Saved data entries
^^^^

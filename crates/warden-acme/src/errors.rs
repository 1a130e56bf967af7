//! ACME client error types

use thiserror::Error;

use crate::objects::Problem;

/// ACME protocol errors
#[derive(Error, Debug)]
pub enum AcmeError {
    #[error("Invalid URL {url}: {reason}")]
    InvalidUrl { url: String, reason: String },

    #[error("acme: nonce cache depleted")]
    NonceDepleted,

    #[error("unsupported RSA bit length: {0}")]
    UnsupportedRsaBitLength(usize),

    #[error("unsupported ECDSA curve: {0}")]
    UnsupportedEcdsaCurve(String),

    #[error("Invalid account key: {0}")]
    InvalidKey(String),

    #[error("Signing failed: {0}")]
    Signing(String),

    #[error("unsupported challenge type '{0}'")]
    UnsupportedChallenge(String),

    #[error("challenge type is {actual} not {expected}")]
    ChallengeTypeMismatch {
        expected: &'static str,
        actual: String,
    },

    #[error("challenge returned status 'invalid' without explicit error")]
    InvalidWithoutError,

    #[error("Challenge failed: {0}")]
    ChallengeFailed(Problem),

    #[error("unexpected challenge status: {0}")]
    UnexpectedChallengeStatus(String),

    #[error("polling pending challenge timed out")]
    PollTimeout,

    #[error("ACME server returned status {status}: {}", problem.as_ref().map(|p| p.to_string()).unwrap_or_else(|| body.clone()))]
    Http {
        status: u16,
        body: String,
        problem: Option<Problem>,
    },

    #[error("HTTP transport error: {0}")]
    Transport(#[from] reqwest::Error),

    #[error("Failed to decode response: {0}")]
    Decode(#[from] serde_json::Error),

    #[error("Missing {0} header in response")]
    MissingHeader(&'static str),

    #[error("Error parsing retry-after header: {0}")]
    InvalidRetryAfter(String),

    #[error("Invalid certificate: {0}")]
    InvalidCertificate(String),

    #[error("Certificate bundle starts with a CA certificate")]
    BundleStartsWithCa,

    #[error("certificate not available. Start a new certificate flow")]
    CertificateNotAvailable,

    #[error("Aborting retry request. Certificate is already available")]
    CertificateAlreadyAvailable,

    #[error("Could not make retry request. No URI available")]
    MissingCertificateUri,

    #[error("Cannot bundle without certificate")]
    NothingToBundle,

    #[error("Could not bundle certificates. Issuer not found")]
    IssuerNotFound,

    #[error("Registration has neither an id nor a location")]
    MissingRegistrationUri,
}

impl AcmeError {
    /// ACME problem document attached to the error, if the server sent one.
    pub fn problem(&self) -> Option<&Problem> {
        match self {
            AcmeError::Http { problem, .. } => problem.as_ref(),
            AcmeError::ChallengeFailed(problem) => Some(problem),
            _ => None,
        }
    }
}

^^^^

• [What to work on]: When a line above includes the word "actual", please list that line.

• [Result for this exercise]:
    #[error("challenge type is {actual} not {expected}")]
        actual: String,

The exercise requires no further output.